Палаццо Малипьеро: Рихард Вагнер
Само собой разумеется, что семья Вагнера была на переднем плане в доме княгини Хатцфельд и часто проводила там вечера, поэтому у меня были широкие возможности беседовать с маэстро откровенно и сердечно. Только однажды мы не пришли к согласию: это было, кстати, о Гамбетте[67], которого я восхвалял, тогда как Вагнер называл его «Hanswurst»[68].
Молодой Тоде, ставший впоследствии мужем Даниэлы фон Бюлов, дочери Козимы Вагнер[69], и профессором истории и искусства в Гейдельбергском университете, также приезжал к княгине Хатцфельд. Лист проводил целые вечера во дворце Малипьеро, неизменно импровизируя на фортепиано. В такие моменты было интересно наблюдать за его лицом, но что касается импровизаций, то это были всего лишь пассажи весьма простых гармоний, которые он играл очень легко, едва касаясь клавиш. Весьма примечательной была его манера — руки блуждали по верхним клавишам фортепиано, заканчивая фразы трелями четвертым и пятым пальцами (что казалось игрой полусонного музыканта).

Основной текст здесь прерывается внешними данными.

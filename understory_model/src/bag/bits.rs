// Copyright 2025 the Understory Authors
// SPDX-License-Identifier: Apache-2.0 OR MIT

//! Fixed-size bit vector over property slots.

use smallvec::{SmallVec, smallvec};

/// One bit per property slot. Classes with up to 64 properties stay inline.
#[derive(Clone, Debug, PartialEq, Eq)]
pub(crate) struct SlotBits {
    words: SmallVec<[u64; 1]>,
}

impl SlotBits {
    pub(crate) fn new(len: usize) -> Self {
        Self {
            words: smallvec![0; len.div_ceil(64)],
        }
    }

    /// Sets a bit and returns its previous value.
    #[inline]
    pub(crate) fn set(&mut self, slot: usize, value: bool) -> bool {
        let word = &mut self.words[slot / 64];
        let mask = 1_u64 << (slot % 64);
        let old = *word & mask != 0;
        if value {
            *word |= mask;
        } else {
            *word &= !mask;
        }
        old
    }

    pub(crate) fn any(&self) -> bool {
        self.words.iter().any(|word| *word != 0)
    }

    pub(crate) fn clear(&mut self) {
        self.words.iter_mut().for_each(|word| *word = 0);
    }

    /// Set slots in ascending order.
    pub(crate) fn iter_ones(&self) -> impl Iterator<Item = usize> + '_ {
        self.words.iter().enumerate().flat_map(|(index, &word)| {
            let mut bits = word;
            core::iter::from_fn(move || {
                if bits == 0 {
                    return None;
                }
                let offset = bits.trailing_zeros() as usize;
                bits &= bits - 1; // Clear the lowest set bit
                Some(index * 64 + offset)
            })
        })
    }
}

Должен признать, что его разговор был более интересным, чем его музицирование, и я понял чувство мадам Актон, всегда говорившей о его чрезвычайно хрупкой внешности. Она часто повторяла: «Смотрите на него! Смотрите! Слушайте этого замечательного человека, потому что он скоро исчезнет» — и на самом деле он вскоре исчез.
Никогда не забуду один вечер наслаждения музыкой, проведенный у Вагнеров. Пришло много людей, в том числе княгиня Хатцфельдт и баронесса Шлейниц. Разговоры били ключом, потому что там, где была баронесса Шлейниц, они никогда не иссякали. Мы обсуждали причины различий между человеком — любителем музыки, и человеком, не получающим от нее удовольствия. «Что касается последних, — сказал я, — которые часто являются людьми с высоким интеллектом, мы должны признать, что музыка вызывает болезнь в нашем мозгу, некое патологическое состояние».
«А почему бы нет? — прервала мадам Козима. — Разве и жемчужина не является болезнью?»
Вагнер неожиданно встал и, обращаясь ко всем, сказал доверительно: «Что мы будем играть?».